L’importanza del dopo corsa inizia dall’integrazione dei liquidi, anche con bevande zuccherate
L’importanza del dopo corsa inizia dall’integrazione dei liquidi, anche con bevande zuccherate
Dicevamo all’inizio, che è stato un Giro corso al massimo sin qui. Quanto è stato il dispendio energetico?

Molto elevato. Specie nella tappa di Santa Caterina Valfurva. Solo in quella uno come De Cassan, che è sui 60 chili, ha speso 4.700 calorie. Miholjevic, che è oltre i 70 chili, è arrivato a 5.500.

E si recuperano, tra gara, metabolismo basale e vita normale?

In gara no, nel complesso sì… certo sono molto “tirati”. Essere pronti per un Giro a tappe significa anche questo. Essere in grado di recuperare anche dal punto di vista alimentare. Avere il fisico in grado di recepire i carboidrati. Il problema, semmai è non esagerare. Più si riesce ad avere un certo approccio alimentare e più si riesce ad assorbire i carboidrati senza sovraccarico. I ragazzi vorrebbero una fetta di torta, quando magari gli servirebbe la pasta che dà meno picco glicemico.

Domanda scontata a questo punto, ma anche gli under 23 nell’immediato post gara hanno lo stesso protocollo dei pro’?

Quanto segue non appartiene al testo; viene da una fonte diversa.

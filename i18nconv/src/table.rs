//! The in-memory message table shared by both conversion directions.
//!
//! Each message key maps to its translations, one slot per language,
//! positionally aligned with the language list of the pass that built the
//! table. Keys keep the order in which they were first seen unless the table
//! is explicitly sorted.

use indexmap::IndexMap;
use tracing::warn;

use crate::{
    error::Error,
    formats::{
        csv::{self as table, Record},
        properties,
    },
};

/// Row order used when a table is serialized.
#[derive(Debug, Clone, Copy, PartialEq, Eq, Default)]
pub enum KeyOrder {
    /// First-seen order.
    #[default]
    Insertion,
    /// Plain lexicographic order of the full key, case-sensitive.
    Sorted,
}

#[derive(Debug, Clone, PartialEq, Eq, Default)]
pub struct MessageTable {
    rows: IndexMap<String, Vec<String>>,
}

impl MessageTable {
    pub fn new() -> Self {
        Self::default()
    }

    /// Adds `value` to the end of the translations for `key`, creating the
    /// row if needed. Repeated keys accumulate; nothing is deduplicated.
    pub fn append(&mut self, key: impl Into<String>, value: impl Into<String>) {
        self.rows.entry(key.into()).or_default().push(value.into());
    }

    /// Sets the translations for `key`, dropping whatever was there. An
    /// existing key keeps its position.
    pub fn replace(&mut self, key: impl Into<String>, values: Vec<String>) {
        self.rows.insert(key.into(), values);
    }

    pub fn get(&self, key: &str) -> Option<&[String]> {
        self.rows.get(key).map(Vec::as_slice)
    }

    pub fn len(&self) -> usize {
        self.rows.len()
    }

    pub fn is_empty(&self) -> bool {
        self.rows.is_empty()
    }

    pub fn keys(&self) -> impl Iterator<Item = &str> {
        self.rows.keys().map(String::as_str)
    }

    pub fn iter(&self) -> impl Iterator<Item = (&str, &[String])> {
        self.rows
            .iter()
            .map(|(key, values)| (key.as_str(), values.as_slice()))
    }

    pub fn sort_keys(&mut self) {
        self.rows.sort_keys();
    }

    pub fn apply_order(&mut self, order: KeyOrder) {
        match order {
            KeyOrder::Insertion => {}
            KeyOrder::Sorted => self.sort_keys(),
        }
    }

    /// Rows whose number of translations differs from `width`.
    pub fn ragged_rows(&self, width: usize) -> impl Iterator<Item = (&str, usize)> {
        self.iter()
            .filter(move |(_, values)| values.len() != width)
            .map(|(key, values)| (key, values.len()))
    }

    /// Appends every pair of one resource file.
    pub fn extend_from_properties(&mut self, format: properties::Format) {
        for pair in format.pairs {
            self.append(pair.key, pair.value);
        }
    }

    /// Replaces rows from a parsed table and returns its language list.
    pub fn extend_from_table(&mut self, format: table::Format) -> Vec<String> {
        for record in format.records {
            self.replace(record.key, record.values);
        }
        format.languages
    }

    /// Renders the table with one column per language.
    ///
    /// Rows are written as they are; a row with fewer or more translations
    /// than languages is only reported in the log.
    pub fn to_table(&self, languages: &[String]) -> table::Format {
        for (key, count) in self.ragged_rows(languages.len()) {
            warn!(
                key,
                values = count,
                languages = languages.len(),
                "row width does not match the language list"
            );
        }

        let mut format = table::Format::new(languages.to_vec());
        for (key, values) in self.iter() {
            format.add_record(Record::new(key, values.to_vec()));
        }
        format
    }

    /// Renders one resource file per language, selecting each language's
    /// value by its position in `languages`.
    ///
    /// Every file is rendered before anything is returned, so a key without
    /// a value for some language fails the whole call.
    pub fn to_properties(&self, languages: &[String]) -> Result<Vec<properties::Format>, Error> {
        languages
            .iter()
            .enumerate()
            .map(|(index, language)| -> Result<properties::Format, Error> {
                let mut format = properties::Format::new(language.clone());
                for (key, values) in self.iter() {
                    let value = values.get(index).ok_or_else(|| Error::MissingTranslation {
                        key: key.to_string(),
                        language: language.clone(),
                    })?;
                    format.add_pair(key, value.clone());
                }
                Ok(format)
            })
            .collect()
    }
}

Sì. Cerchiamo di sfruttare al meglio quella “finestra” temporale di 10′-15” dopo lo sforzo entro la quale recepiscono meglio gli zuccheri: in pratica non si alza la glicemia perché il glucosio va direttamente nei muscoli. Per questo prendono subito una bevanda molto zuccherata tipo una Coca Cola o, meglio ancora, una Fanta che contiene più zuccheri. Poi dopo 30′-40′ si passa alla razione di riso e successivamente agli shaker di sali, aminoacidi e proteine.